*** Opening of DATA SUPPLIED ***

mod common;

use std::path::Path;

use common::*;
use skyframe_core::codec::archive::decode_image_archive;
use skyframe_core::codec::DecodeContext;
use skyframe_core::consts::{MODE_UID_KEY, REQUEST_START_KEY, SITE_UID_KEY};
use skyframe_core::frame::{DecodedFile, FramePixels, MetadataValue};
use skyframe_core::{CancellationToken, ErrorKind, Instrument, ReadOptions, Result};

fn decode(path: &Path, options: &ReadOptions) -> Result<DecodedFile> {
    let cancel = CancellationToken::new();
    let ctx = DecodeContext::new(Instrument::Rgb.format(), options, &cancel);
    decode_image_archive(path, &ctx)
}

fn scratch_options(scratch: &Path) -> ReadOptions {
    ReadOptions::default().with_scratch_dir(scratch)
}

#[test]
fn test_members_decoded_in_name_order() {
    let dir = tempfile::tempdir().unwrap();
    let scratch = tempfile::tempdir().unwrap();
    // Written out of order on purpose.
    let members: Vec<(String, Vec<u8>)> = [3usize, 0, 4, 1, 2]
        .iter()
        .map(|&i| (burst_member_name(i), png_bytes(5, 4, i as u8)))
        .collect();
    let path = dir.path().join("burst.png.tar");
    write_tar(&path, &members);

    let decoded = decode(&path, &scratch_options(scratch.path())).unwrap();
    assert_eq!(decoded.frame_count(), 5);
    assert!(decoded.problem.is_none());

    for (i, frame) in decoded.frames.iter().enumerate() {
        let FramePixels::U8(pixels) = &frame.pixels else {
            panic!("png frames are 8-bit");
        };
        assert_eq!(pixels.dim(), (4, 5, 3));
        assert_eq!(pixels[[0, 0, 0]], i as u8);
        assert_eq!(pixels[[2, 3, 1]], 3);
        assert_eq!(pixels[[2, 3, 2]], 2);
    }

    let starts: Vec<&MetadataValue> = decoded
        .frames
        .iter()
        .map(|f| &f.metadata[REQUEST_START_KEY])
        .collect();
    assert!(starts.windows(2).all(|w| match (w[0], w[1]) {
        (MetadataValue::Timestamp(a), MetadataValue::Timestamp(b)) => a < b,
        _ => false,
    }));
    assert_eq!(
        decoded.frames[0].metadata[MODE_UID_KEY],
        MetadataValue::from("burst")
    );
    assert_eq!(
        decoded.frames[0].metadata[SITE_UID_KEY],
        MetadataValue::from("gill")
    );
}

#[test]
fn test_scratch_directory_removed() {
    let dir = tempfile::tempdir().unwrap();
    let scratch = tempfile::tempdir().unwrap();
    let path = write_burst_archive(dir.path(), "a.png.tar", 3, 4, 4);

    decode(&path, &scratch_options(scratch.path())).unwrap();
    let leftovers: Vec<_> = std::fs::read_dir(scratch.path()).unwrap().collect();
    assert!(leftovers.is_empty(), "scratch not cleaned: {leftovers:?}");
}

#[test]
fn test_first_frame_only() {
    let dir = tempfile::tempdir().unwrap();
    let scratch = tempfile::tempdir().unwrap();
    let path = write_burst_archive(dir.path(), "a.png.tar", 6, 4, 4);

    let options = scratch_options(scratch.path()).with_first_frame(true);
    let decoded = decode(&path, &options).unwrap();
    assert_eq!(decoded.frame_count(), 1);
    let FramePixels::U8(pixels) = &decoded.frames[0].pixels else {
        panic!("png frames are 8-bit");
    };
    assert_eq!(pixels[[0, 0, 0]], 0);
}

#[test]
fn test_no_metadata_accepts_any_member_name() {
    let dir = tempfile::tempdir().unwrap();
    let scratch = tempfile::tempdir().unwrap();
    let path = dir.path().join("a.png.tar");
    write_tar(
        &path,
        &[
            ("frame_b.png".to_string(), png_bytes(4, 4, 1)),
            ("frame_a.png".to_string(), png_bytes(4, 4, 0)),
        ],
    );

    let options = scratch_options(scratch.path()).with_no_metadata(true);
    let decoded = decode(&path, &options).unwrap();
    assert_eq!(decoded.frame_count(), 2);
    assert!(decoded.problem.is_none());
    assert!(decoded.frames.iter().all(|f| f.metadata.is_empty()));
}

#[test]
fn test_bad_member_skipped() {
    let dir = tempfile::tempdir().unwrap();
    let scratch = tempfile::tempdir().unwrap();
    let path = dir.path().join("a.png.tar");
    write_tar(
        &path,
        &[
            (burst_member_name(0), png_bytes(4, 4, 0)),
            (burst_member_name(1), b"not a png".to_vec()),
            (burst_member_name(2), png_bytes(4, 4, 2)),
            ("badly-named.png".to_string(), png_bytes(4, 4, 3)),
        ],
    );

    let decoded = decode(&path, &scratch_options(scratch.path())).unwrap();
    assert_eq!(decoded.frame_count(), 2);
    assert!(decoded.problem.is_some());
}

#[test]
fn test_loose_image_is_one_frame() {
    let dir = tempfile::tempdir().unwrap();
    let name = "20200508_060500_122643_gill_rgb-04_320ms_full.png";
    let path = write_file(dir.path(), name, &png_bytes(6, 3, 9));

    let decoded = decode(&path, &ReadOptions::default()).unwrap();
    assert_eq!(decoded.frame_count(), 1);
    assert_eq!(decoded.frames[0].height(), 3);
    assert_eq!(decoded.frames[0].width(), 6);
    assert_eq!(
        decoded.frames[0].metadata[MODE_UID_KEY],
        MetadataValue::from("full")
    );
}

#[test]
fn test_empty_archive_is_problematic() {
    let dir = tempfile::tempdir().unwrap();
    let scratch = tempfile::tempdir().unwrap();
    let path = dir.path().join("empty.png.tar");
    write_tar(&path, &[]);

    let decoded = decode(&path, &scratch_options(scratch.path())).unwrap();
    assert_eq!(decoded.frame_count(), 0);
    assert_eq!(
        decoded.problem.unwrap().error_message,
        "no image data read"
    );
}

#[test]
fn test_missing_archive_is_open_failure() {
    let dir = tempfile::tempdir().unwrap();
    let err = decode(&dir.path().join("gone.png.tar"), &ReadOptions::default()).unwrap_err();
    assert_eq!(err.kind(), ErrorKind::OpenFailure);

    let err = decode(&dir.path().join("gone.png"), &ReadOptions::default()).unwrap_err();
    assert_eq!(err.kind(), ErrorKind::OpenFailure);
}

*** Close of DATA SUPPLIED ***

# TASK OBJECTIVE:
Write the records out once more. Change nothing.

# SOLUTION TO THIS PROBLEM:
mod common;

use std::path::Path;

use common::*;
use skyframe_core::codec::archive::decode_image_archive;
use skyframe_core::codec::DecodeContext;
use skyframe_core::consts::{MODE_UID_KEY, REQUEST_START_KEY, SITE_UID_KEY};
use skyframe_core::frame::{DecodedFile, FramePixels, MetadataValue};
use skyframe_core::{CancellationToken, ErrorKind, Instrument, ReadOptions, Result};

fn decode(path: &Path, options: &ReadOptions) -> Result<DecodedFile> {
    let cancel = CancellationToken::new();
    let ctx = DecodeContext::new(Instrument::Rgb.format(), options, &cancel);
    decode_image_archive(path, &ctx)
}

fn scratch_options(scratch: &Path) -> ReadOptions {
    ReadOptions::default().with_scratch_dir(scratch)
}

#[test]
fn test_members_decoded_in_name_order() {
    let dir = tempfile::tempdir().unwrap();
    let scratch = tempfile::tempdir().unwrap();
    // Written out of order on purpose.
    let members: Vec<(String, Vec<u8>)> = [3usize, 0, 4, 1, 2]
        .iter()
        .map(|&i| (burst_member_name(i), png_bytes(5, 4, i as u8)))
        .collect();
    let path = dir.path().join("burst.png.tar");
    write_tar(&path, &members);

    let decoded = decode(&path, &scratch_options(scratch.path())).unwrap();
    assert_eq!(decoded.frame_count(), 5);
    assert!(decoded.problem.is_none());

    for (i, frame) in decoded.frames.iter().enumerate() {
        let FramePixels::U8(pixels) = &frame.pixels else {
            panic!("png frames are 8-bit");
        };
        assert_eq!(pixels.dim(), (4, 5, 3));
        assert_eq!(pixels[[0, 0, 0]], i as u8);
        assert_eq!(pixels[[2, 3, 1]], 3);
        assert_eq!(pixels[[2, 3, 2]], 2);
    }

    let starts: Vec<&MetadataValue> = decoded
        .frames
        .iter()
        .map(|f| &f.metadata[REQUEST_START_KEY])
        .collect();
    assert!(starts.windows(2).all(|w| match (w[0], w[1]) {
        (MetadataValue::Timestamp(a), MetadataValue::Timestamp(b)) => a < b,
        _ => false,
    }));
    assert_eq!(
        decoded.frames[0].metadata[MODE_UID_KEY],
        MetadataValue::from("burst")
    );
    assert_eq!(
        decoded.frames[0].metadata[SITE_UID_KEY],
        MetadataValue::from("gill")
    );
}

#[test]
fn test_scratch_directory_removed() {
    let dir = tempfile::tempdir().unwrap();
    let scratch = tempfile::tempdir().unwrap();
    let path = write_burst_archive(dir.path(), "a.png.tar", 3, 4, 4);

    decode(&path, &scratch_options(scratch.path())).unwrap();
    let leftovers: Vec<_> = std::fs::read_dir(scratch.path()).unwrap().collect();
    assert!(leftovers.is_empty(), "scratch not cleaned: {leftovers:?}");
}

#[test]
fn test_first_frame_only() {
    let dir = tempfile::tempdir().unwrap();
    let scratch = tempfile::tempdir().unwrap();
    let path = write_burst_archive(dir.path(), "a.png.tar", 6, 4, 4);

    let options = scratch_options(scratch.path()).with_first_frame(true);
    let decoded = decode(&path, &options).unwrap();
    assert_eq!(decoded.frame_count(), 1);
    let FramePixels::U8(pixels) = &decoded.frames[0].pixels else {
        panic!("png frames are 8-bit");
    };
    assert_eq!(pixels[[0, 0, 0]], 0);
}

#[test]
fn test_no_metadata_accepts_any_member_name() {
    let dir = tempfile::tempdir().unwrap();
    let scratch = tempfile::tempdir().unwrap();
    let path = dir.path().join("a.png.tar");
    write_tar(
        &path,
        &[
            ("frame_b.png".to_string(), png_bytes(4, 4, 1)),
            ("frame_a.png".to_string(), png_bytes(4, 4, 0)),
        ],
    );

    let options = scratch_options(scratch.path()).with_no_metadata(true);
    let decoded = decode(&path, &options).unwrap();
    assert_eq!(decoded.frame_count(), 2);
    assert!(decoded.problem.is_none());
    assert!(decoded.frames.iter().all(|f| f.metadata.is_empty()));
}

#[test]
fn test_bad_member_skipped() {
    let dir = tempfile::tempdir().unwrap();
    let scratch = tempfile::tempdir().unwrap();
    let path = dir.path().join("a.png.tar");
    write_tar(
        &path,
        &[
            (burst_member_name(0), png_bytes(4, 4, 0)),
            (burst_member_name(1), b"not a png".to_vec()),
            (burst_member_name(2), png_bytes(4, 4, 2)),
            ("badly-named.png".to_string(), png_bytes(4, 4, 3)),
        ],
    );

    let decoded = decode(&path, &scratch_options(scratch.path())).unwrap();
    assert_eq!(decoded.frame_count(), 2);
    assert!(decoded.problem.is_some());
}

#[test]
fn test_loose_image_is_one_frame() {
    let dir = tempfile::tempdir().unwrap();
    let name = "20200508_060500_122643_gill_rgb-04_320ms_full.png";
    let path = write_file(dir.path(), name, &png_bytes(6, 3, 9));

    let decoded = decode(&path, &ReadOptions::default()).unwrap();
    assert_eq!(decoded.frame_count(), 1);
    assert_eq!(decoded.frames[0].height(), 3);
    assert_eq!(decoded.frames[0].width(), 6);
    assert_eq!(
        decoded.frames[0].metadata[MODE_UID_KEY],
        MetadataValue::from("full")
    );
}

#[test]
fn test_empty_archive_is_problematic() {
    let dir = tempfile::tempdir().unwrap();
    let scratch = tempfile::tempdir().unwrap();
    let path = dir.path().join("empty.png.tar");
    write_tar(&path, &[]);

    let decoded = decode(&path, &scratch_options(scratch.path())).unwrap();
    assert_eq!(decoded.frame_count(), 0);
    assert_eq!(
        decoded.problem.unwrap().error_message,
        "no image data read"
    );
}

#[test]
fn test_missing_archive_is_open_failure() {
    let dir = tempfile::tempdir().unwrap();
    let err = decode(&dir.path().join("gone.png.tar"), &ReadOptions::default()).unwrap_err();
    assert_eq!(err.kind(), ErrorKind::OpenFailure);

    let err = decode(&dir.path().join("gone.png"), &ReadOptions::default()).unwrap_err();
    assert_eq!(err.kind(), ErrorKind::OpenFailure);
}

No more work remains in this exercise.